Phnom Penh Municipal Court sen­tenced a university lecturer, who according to his lawyer suffers from mental illness, to two and a half years in prison Wed­nes­day for teaching from a self-published textbook containing anti-government material.

Lecturer Tieng Narith, 31, shouted in court during his 90-minute hearing—for allegedly spreading disinformation about the government—that he wanted an international trial to ensure that he receiv­ed justice. He also said the proceedings were a show trial and accused court staff of being “puppets” of the Cambodian government.

Announcing a guilty verdict, presiding Judge Chhay Kong said that Tieng Narith had stoked tension by teaching from his book and accus­ed him of insulting top government officials.

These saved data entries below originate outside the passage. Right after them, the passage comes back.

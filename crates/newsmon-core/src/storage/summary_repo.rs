use chrono::{DateTime, Utc};
use sqlx::FromRow;

use super::Database;
use crate::model::Summary;
use crate::Result;

/// Data required to record a generated digest
#[derive(Debug, Clone)]
pub struct NewSummary {
    pub article_ids: Vec<i64>,
    pub summary_text: String,
    pub category: String,
}

/// Repository for stored digests
pub struct SummaryRepository<'a> {
    db: &'a Database,
}

#[derive(FromRow)]
struct SummaryRow {
    id: i64,
    article_ids: String,
    summary_text: String,
    category: String,
    created_at: DateTime<Utc>,
}

impl From<SummaryRow> for Summary {
    fn from(row: SummaryRow) -> Self {
        Summary {
            id: row.id,
            article_ids: serde_json::from_str(&row.article_ids).unwrap_or_default(),
            summary_text: row.summary_text,
            category: row.category,
            created_at: row.created_at,
        }
    }
}

impl<'a> SummaryRepository<'a> {
    pub fn new(db: &'a Database) -> Self {
        Self { db }
    }

    pub async fn insert(&self, summary: &NewSummary) -> Result<i64> {
        let article_ids = serde_json::to_string(&summary.article_ids)?;

        let result = sqlx::query(
            r#"
            INSERT INTO summaries (article_ids, summary_text, category, created_at)
            VALUES (?, ?, ?, ?)
            "#,
        )
        .bind(&article_ids)
        .bind(&summary.summary_text)
        .bind(&summary.category)
        .bind(Utc::now())
        .execute(self.db.pool())
        .await?;

        Ok(result.last_insert_rowid())
    }

    pub async fn list(&self, limit: i64) -> Result<Vec<Summary>> {
        let rows: Vec<SummaryRow> = sqlx::query_as(
            r#"
            SELECT id, article_ids, summary_text, category, created_at
            FROM summaries ORDER BY created_at DESC, id DESC LIMIT ?
            "#,
        )
        .bind(limit)
        .fetch_all(self.db.pool())
        .await?;

        Ok(rows.into_iter().map(Summary::from).collect())
    }
}
pub mod articles;
pub mod collect;
pub mod export;
pub mod run;
pub mod settings;
pub mod sources;
pub mod stats;
pub mod summarize;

“There was no evidence [to support the book], and he used vulgar words to attack the prime minister and other dignitaries,” Chhay Kong said.

Tieng Narith, a former political science teacher at Sihanouk Raja Buddhist University, was fired in August and arrested in September for teaching from his book, which links top government officials to political violence.

“He is sentenced to two years and six months counting from his detention date on Nov 6, 2006,” Chhay Kong said, referring to the date when Tieng Narith was taken to Prey Sar prison.

He also ordered the lecturer to pay a fine of $1,250, adding that he will have to spend an additional two years behind bars if he is unable to come up with the money.

Tieng Narith’s lawyer Hong Kimsuon said his client should not be punished, as he is mentally ill and had not incited anyone to commit crimes.

“He has a strong mental crisis,” Hong Kimsuon told the court.

Tieng Narith’s 55-year-old mother Kong Sophon, however, told the court that while her son was not mentally ill, he has been suffering emotional torment following his arrest. “He is scared and suffering,” she said.

The UN Center for Human Rights said the verdict was harsh.

“No one should be imprisoned for the peaceful expression of his or her views,” Country Director Mar­go Picken wrote in an e-mail.

“The disinformation provision in Cambodian law, which carries prison sentences of up to three years, should be suspended and repealed,” she said.

Picken added that the UN Cen­ter is concerned at the failure to produce medical reports on Tieng Na­rith’s mental health, which she said were requested on several occasions by the court.